Parturition & Surfactant Protein A

One out of every eight babies in the United States is born prematurely, yet very little is known about the causes of preterm labor.¹ One clue is that labor, both at term and preterm, is associated with an inflammatory response. Amniotic fluid (AF) levels of IL-1ß, IL-6, and TNF-a, as well as numerous other pro-inflammatory cytokines and chemokines, are elevated during labor.² Further, it appears that in approximately one out of every three cases, preterm labor may be initiated by the development of a mild infection that induces an exaggerated inflammatory response.^1,2 A second clue is that the initiating signal appears to come from the fetus.^3-5 For example, it has been suggested that an amniotic fluid factor of fetal origin, perhaps surfactant, stimulates the amnion to release prostaglandin, which in turn elevates uterine contractility.^3,4

A recent study by Condon et al. implicates surfactant protein A (SP-A) as the fetal factor that initiates labor.⁶ SP-A was first described over three decades ago as a major component of pulmonary surfactant. SP-A is a member of the collectin (collagenous C-type lectin) family and is composed of a carboxy-terminal C-type lectin domain, a collagen-like domain, and an amino-terminal domain. Individual monomers form trimers via a-helical coiled-coils and six trimers further assemble into octadecameric complexes via disulfide bonding between amino-terminal domain cysteine residues. SP-A also exhibits extensive post-translational modification including acetylation, glycosylation, hydroxylation, and sulfation.⁷ While SP-A participates in surfactant function and homeostasis, its major role is in host defense. SP-A binds a number of allergens as well as a variety of viruses, bacteria, fungi, and their components. SP-A then stimulates macrophages and neutrophils via toll-like receptors (TLRs) to initiate an inflammatory response.⁷

Figure 1. Fetal lung surfactant protein A (SP-A) is first detectable in the amniotic fluid (AF) after approximately 80% of gestation is completed. Beginning at that time, levels rise dramatically until labor. SP-A binds toll-like receptors (TLRs) on AF macrophages and, via NF-?B, elicits an inflammatory response. Further, SP-A-stimulated AF macrophages migrate to the uterus and increase uterine contractility.

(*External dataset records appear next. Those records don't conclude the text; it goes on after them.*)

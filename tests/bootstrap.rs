//! Resolving the real allocator may itself allocate. Those nested calls must
//! be served by the pool and left out of the trace.

use std::{
    ffi::CStr,
    sync::atomic::{AtomicUsize, Ordering},
};

use alloc_trace::{
    read_log, Backing, FallbackPool, NextInChain, Operation, PoolArena, SymbolSource, Tracer,
};
use libc::c_void;

/// Allocates through the tracer on every lookup, the way `dlsym()` can.
struct AllocatingLookup;

const MAX_NESTED: usize = 16;

static NESTED: [AtomicUsize; MAX_NESTED] = [const { AtomicUsize::new(0) }; MAX_NESTED];
static NESTED_COUNT: AtomicUsize = AtomicUsize::new(0);

unsafe impl SymbolSource for AllocatingLookup {
    fn lookup(&self, name: &CStr) -> *mut c_void {
        let p = TRACER.malloc(name.to_bytes().len() + 1);
        let i = NESTED_COUNT.fetch_add(1, Ordering::Relaxed);
        if i < MAX_NESTED {
            NESTED[i].store(p as usize, Ordering::Relaxed);
        }
        NextInChain.lookup(name)
    }
}

static ARENA: PoolArena<[u8; 1 << 20]> = PoolArena::new();
static POOL: FallbackPool = FallbackPool::new(&ARENA);
static TRACER: Tracer<AllocatingLookup> = Tracer::new(AllocatingLookup, &POOL);

#[test]
fn nested_bootstrap_allocations_use_the_pool_and_are_not_traced() {
    let dir = tempfile::tempdir().unwrap();
    let path = dir.path().join("bootstrap.log");
    assert!(!POOL.is_initialized());
    TRACER.start(&path).unwrap();

    let p = TRACER.malloc(100);
    assert!(!p.is_null());
    assert!(TRACER.is_resolved());
    assert_eq!(TRACER.backing_of(p), Backing::Real);

    let nested = NESTED_COUNT.load(Ordering::Relaxed);
    assert!(nested >= 5, "one lookup per primitive, got {nested}");
    for slot in NESTED.iter().take(nested.min(MAX_NESTED)) {
        let q = slot.load(Ordering::Relaxed) as *mut c_void;
        assert!(!q.is_null());
        assert_eq!(TRACER.backing_of(q), Backing::Pool);
    }
    assert!(POOL.is_initialized());

    unsafe { TRACER.free(p) };
    TRACER.stop().unwrap();

    let records = read_log(&path).unwrap();
    assert_eq!(records.len(), 2);
    assert_eq!(records[0].op, Operation::Allocate);
    assert_eq!(records[0].size, 100);
    assert_eq!(records[0].p, p as usize);
    assert_eq!(records[1].op, Operation::Deallocate);
    assert_eq!(records[1].p, p as usize);

    // Pool blocks still go back to the pool once the real allocator is known
    for slot in NESTED.iter().take(nested.min(MAX_NESTED)) {
        unsafe { TRACER.free(slot.load(Ordering::Relaxed) as *mut c_void) };
    }
}
//! The interception layer.
//!
//! A [`Tracer`] owns everything one tracing session needs: the checkpoint
//! ring, the real-allocator locator, a reference to a fallback pool and the
//! recorder behind the re-entrant guard. Each allocation primitive:
//!
//! 1. marks a checkpoint,
//! 2. takes the guard (unless tracing is off, in which case it only serves),
//! 3. routes to the real allocator or the pool, and serves the call,
//! 4. records the event with the instrumentation flag raised,
//! 5. drops the guard and marks a closing checkpoint.
//!
//! Anything the tracer's machinery allocates while the flag is raised comes
//! straight back in here on the same thread, finds the guard already held
//! and the flag set, and is served without being recorded.

use std::{
    alloc::{GlobalAlloc, Layout},
    cell::RefCell,
    path::Path,
    ptr,
    sync::atomic::{AtomicBool, Ordering},
};

use libc::{c_int, c_void, size_t, EINVAL, ENOMEM};
use log::{error, info};

use super::{
    event::{AllocationEvent, CallSite, Provenance},
    locator::{Locator, NextInChain, RealAllocator, SymbolSource},
    pool::{FallbackPool, GLOBAL_POOL},
    recorder::{Recorder, TraceStats},
    set_errno, Backing, BackingAllocator, MALLOC_ALIGNMENT,
};
use crate::{
    config::TraceConfig,
    crash::{self, CheckpointRing},
    error::Result,
    os::fd::OutputPath,
    rawln,
    sync::{ReentrantGuard, ReentrantLock},
    util::{hint::cold, num::is_valid_alignment},
};

static GLOBAL_TRACER: Tracer = Tracer::new(NextInChain, &GLOBAL_POOL);

/// The process-wide tracer, used by the exported C entry points.
pub fn tracer() -> &'static Tracer {
    &GLOBAL_TRACER
}

/// Where an existing pointer has to go.
enum Route<'a> {
    Real(&'a RealAllocator),
    Pool,
    /// Not ours, and the real allocator is unavailable
    Stray,
}

pub struct Tracer<S = NextInChain> {
    checkpoints: CheckpointRing,
    locator: Locator<S>,
    pool: &'static FallbackPool,
    /// Lock-free mirror of the recorder being armed
    enabled: AtomicBool,
    guard: ReentrantLock<RefCell<Recorder>>,
}

impl<S: SymbolSource> Tracer<S> {
    pub const fn new(source: S, pool: &'static FallbackPool) -> Self {
        Self {
            checkpoints: CheckpointRing::new(),
            locator: Locator::new(source),
            pool,
            enabled: AtomicBool::new(false),
            guard: ReentrantLock::new(RefCell::new(Recorder::new())),
        }
    }

    /// Start tracing to `path` with the default configuration.
    pub fn start(&self, path: impl AsRef<Path>) -> Result<()> {
        self.start_with(path, TraceConfig::DEFAULT)
    }

    /// Start tracing to `path`, which is created if it does not exist and
    /// appended to otherwise. If already tracing, buffered events are first
    /// flushed to the old output. On error the tracer is left stopped.
    pub fn start_with(&self, path: impl AsRef<Path>, config: TraceConfig) -> Result<()> {
        let path = path.as_ref();
        self.enabled.store(false, Ordering::Release);
        let guard = self.guard.lock();
        let armed = guard.instrument(|| {
            let mut recorder = guard.borrow_mut();
            match OutputPath::new(path) {
                Ok(output) => recorder.arm(output, config),
                Err(e) => {
                    let _ = recorder.disarm();
                    Err(e)
                }
            }
        });
        drop(guard);
        match armed {
            Ok(()) => {
                info!(
                    "tracing allocations to {} (buffer {}, depth {})",
                    path.display(),
                    config.buffer_capacity,
                    config.backtrace_depth
                );
                self.enabled.store(true, Ordering::Release);
                Ok(())
            }
            Err(e) => {
                error!("could not start tracing to {}: {e}", path.display());
                Err(e)
            }
        }
    }

    /// Stop tracing and flush. Stopping a stopped tracer does nothing.
    pub fn stop(&self) -> Result<()> {
        let was_enabled = self.enabled.swap(false, Ordering::AcqRel);
        let guard = self.guard.lock();
        let (flushed, stats) = guard.instrument(|| {
            let mut recorder = guard.borrow_mut();
            (recorder.disarm(), recorder.stats())
        });
        drop(guard);
        if was_enabled {
            info!(
                "stopped tracing: {} events recorded, {} written, {} lost",
                stats.recorded, stats.written, stats.lost
            );
        }
        flushed.map(drop)
    }

    /// Write out everything buffered so far. Returns the number of events
    /// written.
    pub fn flush(&self) -> Result<usize> {
        let guard = self.guard.lock();
        guard.instrument(|| guard.borrow_mut().flush())
    }

    pub fn is_enabled(&self) -> bool {
        self.enabled.load(Ordering::Acquire)
    }

    pub fn stats(&self) -> TraceStats {
        let guard = self.guard.lock();
        let stats = guard.borrow().stats();
        stats
    }

    /// Events currently waiting in the buffer.
    pub fn buffered_events(&self) -> usize {
        let guard = self.guard.lock();
        let buffered = guard.borrow().buffered();
        buffered
    }

    /// Which allocator a pointer returned by this tracer belongs to.
    pub fn backing_of(&self, ptr: *const c_void) -> Backing {
        if self.pool.owns(ptr) {
            Backing::Pool
        } else {
            Backing::Real
        }
    }

    pub fn is_resolved(&self) -> bool {
        self.locator.is_resolved()
    }

    pub fn pool(&self) -> &'static FallbackPool {
        self.pool
    }

    pub fn checkpoints(&self) -> &CheckpointRing {
        &self.checkpoints
    }

    /// Dump this tracer's checkpoints (and a stack trace) on fatal signals.
    pub fn install_crash_handlers(&'static self) -> Result<()>
    where
        S: 'static,
    {
        crash::install_handlers(&self.checkpoints)
    }

    /// The allocator for new blocks.
    fn backing(&self) -> &dyn BackingAllocator {
        match self.locator.resolve() {
            Some(real) => real,
            None => self.pool,
        }
    }

    fn route(&self, ptr: *mut c_void) -> Route<'_> {
        if self.pool.owns(ptr) {
            return Route::Pool;
        }
        match self.locator.resolve() {
            Some(real) => Route::Real(real),
            None if ptr.is_null() => Route::Pool,
            None => cold(|| Route::Stray),
        }
    }

    /// Serve a call with `serve`, and record what `describe` makes of the
    /// result if tracing is on and this is not the tracer's own allocation.
    #[inline(always)]
    fn intercept<R: Copy>(
        &self,
        site: CallSite,
        serve: impl FnOnce() -> R,
        describe: impl FnOnce(R) -> AllocationEvent,
    ) -> R {
        self.checkpoints.mark();
        let result = if self.enabled.load(Ordering::Acquire) {
            let guard = self.guard.lock();
            if guard.inside_instrumentation() {
                serve()
            } else {
                guard.instrument(|| {
                    let result = serve();
                    self.record(&guard, site, describe(result));
                    result
                })
            }
        } else {
            serve()
        };
        self.checkpoints.mark();
        result
    }

    fn record(
        &self,
        guard: &ReentrantGuard<'_, RefCell<Recorder>>,
        site: CallSite,
        event: AllocationEvent,
    ) {
        let Ok(mut recorder) = guard.try_borrow_mut() else {
            return;
        };
        if !recorder.is_armed() {
            return;
        }
        let provenance = Provenance::capture(site, recorder.config().backtrace_depth);
        recorder.record(event.with_provenance(provenance));
    }

    #[inline(never)]
    pub fn malloc(&self, size: size_t) -> *mut c_void {
        self.malloc_at(CallSite::here(), size)
    }

    pub fn malloc_at(&self, site: CallSite, size: size_t) -> *mut c_void {
        self.intercept(
            site,
            // SAFETY: `malloc()` has no preconditions
            || unsafe { self.backing().malloc(size) },
            |p| AllocationEvent::allocate(p as usize, size),
        )
    }

    /// Recorded with the total byte count, `count * size`.
    #[inline(never)]
    pub fn calloc(&self, count: size_t, size: size_t) -> *mut c_void {
        self.calloc_at(CallSite::here(), count, size)
    }

    pub fn calloc_at(&self, site: CallSite, count: size_t, size: size_t) -> *mut c_void {
        self.intercept(
            site,
            // SAFETY: `calloc()` has no preconditions
            || unsafe { self.backing().calloc(count, size) },
            |p| AllocationEvent::allocate(p as usize, count.saturating_mul(size)),
        )
    }

    /// # Safety
    ///
    /// `ptr` must be null or a live allocation returned by this tracer.
    #[inline(never)]
    pub unsafe fn realloc(&self, ptr: *mut c_void, size: size_t) -> *mut c_void {
        self.realloc_at(CallSite::here(), ptr, size)
    }

    /// # Safety
    ///
    /// See [`Tracer::realloc`].
    pub unsafe fn realloc_at(&self, site: CallSite, ptr: *mut c_void, size: size_t) -> *mut c_void {
        self.intercept(
            site,
            || match self.route(ptr) {
                Route::Real(real) => real.realloc(ptr, size),
                Route::Pool => self.pool.realloc(ptr, size),
                Route::Stray => {
                    set_errno(ENOMEM);
                    ptr::null_mut()
                }
            },
            |new| AllocationEvent::reallocate(ptr as usize, new as usize, size),
        )
    }

    /// # Safety
    ///
    /// `ptr` must be null or a live allocation returned by this tracer.
    #[inline(never)]
    pub unsafe fn free(&self, ptr: *mut c_void) {
        self.free_at(CallSite::here(), ptr)
    }

    /// # Safety
    ///
    /// See [`Tracer::free`].
    pub unsafe fn free_at(&self, site: CallSite, ptr: *mut c_void) {
        self.intercept(
            site,
            || match self.route(ptr) {
                Route::Real(real) => real.free(ptr),
                Route::Pool => self.pool.free(ptr),
                // Nobody left who could free it
                Route::Stray => {}
            },
            |()| AllocationEvent::deallocate(ptr as usize),
        )
    }

    #[inline(never)]
    pub fn memalign(&self, align: size_t, size: size_t) -> *mut c_void {
        self.memalign_at(CallSite::here(), align, size)
    }

    pub fn memalign_at(&self, site: CallSite, align: size_t, size: size_t) -> *mut c_void {
        self.intercept(
            site,
            // SAFETY: `memalign()` has no preconditions
            || unsafe { self.backing().memalign(align, size) },
            |p| AllocationEvent::allocate(p as usize, size),
        )
    }

    /// Fails with `EINVAL`, unrecorded, unless `align` is a power of two and a
    /// multiple of the pointer size.
    #[inline(never)]
    pub fn aligned_alloc(&self, align: size_t, size: size_t) -> *mut c_void {
        self.aligned_alloc_at(CallSite::here(), align, size)
    }

    pub fn aligned_alloc_at(&self, site: CallSite, align: size_t, size: size_t) -> *mut c_void {
        if !is_valid_alignment(align) {
            set_errno(EINVAL);
            return ptr::null_mut();
        }
        self.memalign_at(site, align, size)
    }

    /// Returns `EINVAL` (unrecorded) for a bad alignment, `ENOMEM` (recorded,
    /// with a null pointer) on exhaustion, and `0` otherwise. `*memptr` is
    /// only written on success.
    ///
    /// # Safety
    ///
    /// `memptr` must be valid for a pointer-sized write.
    #[inline(never)]
    pub unsafe fn posix_memalign(
        &self,
        memptr: *mut *mut c_void,
        align: size_t,
        size: size_t,
    ) -> c_int {
        self.posix_memalign_at(CallSite::here(), memptr, align, size)
    }

    /// # Safety
    ///
    /// See [`Tracer::posix_memalign`].
    pub unsafe fn posix_memalign_at(
        &self,
        site: CallSite,
        memptr: *mut *mut c_void,
        align: size_t,
        size: size_t,
    ) -> c_int {
        if !is_valid_alignment(align) {
            return EINVAL;
        }
        let p = self.memalign_at(site, align, size);
        if p.is_null() {
            return ENOMEM;
        }
        memptr.write(p);
        0
    }
}

/// Legacy primitives we refuse to emulate: say which one was called, and
/// abort.
pub fn unsupported(primitive: &str, arg: usize) -> ! {
    rawln!("{} called: {}", primitive, arg);
    std::process::abort()
}

unsafe impl<S: SymbolSource> GlobalAlloc for Tracer<S> {
    unsafe fn alloc(&self, layout: Layout) -> *mut u8 {
        let site = CallSite::here();
        if layout.align() <= MALLOC_ALIGNMENT {
            self.malloc_at(site, layout.size()).cast()
        } else {
            self.memalign_at(site, layout.align(), layout.size()).cast()
        }
    }

    unsafe fn alloc_zeroed(&self, layout: Layout) -> *mut u8 {
        let site = CallSite::here();
        if layout.align() <= MALLOC_ALIGNMENT {
            self.calloc_at(site, 1, layout.size()).cast()
        } else {
            let p = self.memalign_at(site, layout.align(), layout.size()).cast::<u8>();
            if !p.is_null() {
                ptr::write_bytes(p, 0, layout.size());
            }
            p
        }
    }

    unsafe fn dealloc(&self, ptr: *mut u8, _layout: Layout) {
        self.free_at(CallSite::here(), ptr.cast())
    }

    unsafe fn realloc(&self, ptr: *mut u8, layout: Layout, new_size: usize) -> *mut u8 {
        let site = CallSite::here();
        if layout.align() <= MALLOC_ALIGNMENT {
            return self.realloc_at(site, ptr.cast(), new_size).cast();
        }
        let new = self.memalign_at(site, layout.align(), new_size).cast::<u8>();
        if !new.is_null() {
            ptr::copy_nonoverlapping(ptr, new, layout.size().min(new_size));
            self.free_at(site, ptr.cast());
        }
        new
    }
}
use std::{
    cell::UnsafeCell,
    ops::{Deref, DerefMut},
    sync::atomic::{AtomicBool, Ordering},
};

use crossbeam::utils::Backoff;

/// A test-and-test-and-set lock.
pub struct SpinLock<T> {
    locked: AtomicBool,
    data: UnsafeCell<T>,
}

// SAFETY: access to `data` is serialized by `locked`.
unsafe impl<T: Send> Sync for SpinLock<T> {}
unsafe impl<T: Send> Send for SpinLock<T> {}

impl<T> SpinLock<T> {
    pub const fn new(data: T) -> Self {
        Self {
            locked: AtomicBool::new(false),
            data: UnsafeCell::new(data),
        }
    }

    pub fn try_lock(&self) -> Option<SpinGuard<'_, T>> {
        self.locked
            .compare_exchange(false, true, Ordering::Acquire, Ordering::Relaxed)
            .ok()
            .map(|_| SpinGuard { lock: self })
    }

    pub fn lock(&self) -> SpinGuard<'_, T> {
        let backoff = Backoff::new();
        loop {
            if let Some(guard) = self.try_lock() {
                return guard;
            }
            while self.locked.load(Ordering::Relaxed) {
                backoff.snooze();
            }
        }
    }
}

pub struct SpinGuard<'a, T> {
    lock: &'a SpinLock<T>,
}

impl<T> Deref for SpinGuard<'_, T> {
    type Target = T;

    fn deref(&self) -> &T {
        // SAFETY: we hold the lock
        unsafe { &*self.lock.data.get() }
    }
}

impl<T> DerefMut for SpinGuard<'_, T> {
    fn deref_mut(&mut self) -> &mut T {
        // SAFETY: we hold the lock
        unsafe { &mut *self.lock.data.get() }
    }
}

impl<T> Drop for SpinGuard<'_, T> {
    fn drop(&mut self) {
        self.lock.locked.store(false, Ordering::Release);
    }
}

#[cfg(test)]
mod tests {
    use super::*;

    #[test]
    fn try_lock_fails_while_held() {
        let lock = SpinLock::new(5);
        let mut guard = lock.lock();
        *guard += 1;
        assert!(lock.try_lock().is_none());
        drop(guard);
        assert_eq!(*lock.try_lock().unwrap(), 6);
    }

    #[test]
    fn increments_from_many_threads_are_not_lost() {
        let lock = SpinLock::new(0usize);
        crossbeam::scope(|s| {
            for _ in 0..8 {
                s.spawn(|_| {
                    for _ in 0..1000 {
                        *lock.lock() += 1;
                    }
                });
            }
        })
        .unwrap();
        assert_eq!(*lock.lock(), 8000);
    }
}
//! Diagnostics that never touch the allocator.
//!
//! Everything in here formats into a fixed stack buffer and hands the bytes
//! straight to `write(2)`, so it is usable before the real allocator has been
//! found, while the tracer holds its own lock, and from inside a signal
//! handler.

use std::fmt;

use libc::{c_int, STDERR_FILENO};

/// The descriptor that all raw diagnostics go to.
pub const STDERR: c_int = STDERR_FILENO;

/// A `fmt::Write` sink over a fixed, inline byte buffer. Output that does not
/// fit is silently truncated.
pub struct StackWriter<const N: usize> {
    buf: [u8; N],
    len: usize,
}

impl<const N: usize> StackWriter<N> {
    pub const fn new() -> Self {
        Self {
            buf: [0; N],
            len: 0,
        }
    }

    pub fn as_bytes(&self) -> &[u8] {
        &self.buf[..self.len]
    }

    pub fn clear(&mut self) {
        self.len = 0;
    }

    /// Were any bytes dropped since the last `clear()`?
    pub fn is_full(&self) -> bool {
        self.len == N
    }

    pub fn push_bytes(&mut self, bytes: &[u8]) {
        let n = bytes.len().min(N - self.len);
        self.buf[self.len..self.len + n].copy_from_slice(&bytes[..n]);
        self.len += n;
    }
}

impl<const N: usize> Default for StackWriter<N> {
    fn default() -> Self {
        Self::new()
    }
}

impl<const N: usize> fmt::Write for StackWriter<N> {
    fn write_str(&mut self, s: &str) -> fmt::Result {
        self.push_bytes(s.as_bytes());
        Ok(())
    }
}

/// Write all of `bytes` to `fd`, retrying on `EINTR` and short writes. Returns
/// `false` if the descriptor refused the data.
pub fn write_fd(fd: c_int, mut bytes: &[u8]) -> bool {
    while !bytes.is_empty() {
        // SAFETY: `bytes` is a live slice for the duration of the call.
        let n = unsafe { libc::write(fd, bytes.as_ptr().cast(), bytes.len()) };
        if n < 0 {
            if std::io::Error::last_os_error().raw_os_error() == Some(libc::EINTR) {
                continue;
            }
            return false;
        }
        if n == 0 {
            return false;
        }
        bytes = &bytes[n as usize..];
    }
    true
}

/// Format `args` onto the stack and write them, plus a newline, to stderr.
pub fn write_line(args: fmt::Arguments<'_>) {
    use fmt::Write;

    let mut line = StackWriter::<512>::new();
    let _ = line.write_fmt(args);
    if line.is_full() {
        line.len -= 1;
    }
    line.push_bytes(b"\n");
    write_fd(STDERR, line.as_bytes());
}

/// `eprintln!()`, but doesn't use the allocator (or the stderr lock)
#[macro_export]
macro_rules! rawln {
    ($($arg:tt)*) => {
        $crate::util::print::write_line(::std::format_args!($($arg)*))
    };
}

#[cfg(test)]
mod tests {
    use std::fmt::Write;

    use super::*;

    #[test]
    fn stack_writer_truncates_instead_of_growing() {
        let mut w = StackWriter::<8>::new();
        write!(w, "{}-{}", 1234, 56789).unwrap();
        assert_eq!(w.as_bytes(), b"1234-567");
        assert!(w.is_full());
        w.clear();
        write!(w, "{:#x}", 255).unwrap();
        assert_eq!(w.as_bytes(), b"0xff");
    }

    #[test]
    fn write_fd_reports_bad_descriptor() {
        assert!(!write_fd(-1, b"nope"));
        assert!(write_fd(STDERR, b""));
    }
}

During development, surfactant production does not begin until after approximately 80% of gestation is completed. However, accumulation of sufficient surfactant in the fetal lung is absolutely critical to neonatal survival, as respiratory distress syndrome is a primary cause of death among premature infants.⁸ Thus it is not surprising that a surfactant component may be involved in the mechanism of parturition. Condon et al. have described SP-A as a link between lung development and the timing of labor resulting from the ability of SP-A to initiate inflammation and promote uterine infiltration by AF macrophages. First, the researchers were able to induce preterm labor in 15 dpc mice by giving intraamniotic (i.a.) injections of SP-A. Next, they successfully elicited NF-?B and IL-1ß expression in SP-A-treated AF macrophages isolated from 15, 17, and 19 dpc mice. Further, Condon and coworkers were capable of significantly delaying the onset of labor by giving i.a. injections of SN50, an NF-k B peptide inhibitor. Finally, they observed a significant increase in the numbers of macrophages present in uterine tissue after i.a. SP-A injections, with at least some being of fetal origin.⁷ These data suggest a model (Figure 1) in which fetal lung SP-A reaches some critical threshold in the AF, stimulates AF macrophages via TLRs, and causes pro-inflammatory cytokine release and macrophage migration to the uterus. Further examination of this mechanism may lead to the development of better methods for prediction and prevention of preterm labor.

References

1. Wickelgren, I. (2004) Science 304:666.
2. Keelan, J.A. et al. (2003) Placenta 24:S33.
3. Mitchell, M.D. et al. (1984) Prostaglandins Leukotrienes Med. 15:399.
4. Lopez Bernal, A. et al. (1988) Br. J. Obstet. Gynaecol. 95:1013.
5. Hoffman, D.R. et al. (1990) Am. J. Obstet. Gynecol. 162:525.
6. Condon, J.C. et al. (2004) Proc. Natl. Acad. Sci. USA 101:4978.
7. Haagsman, H.P. (2002) Immunobiology 205:476.
8. Mendelson, C.R. et al. (1991) J. Dev. Physiol. 15:61.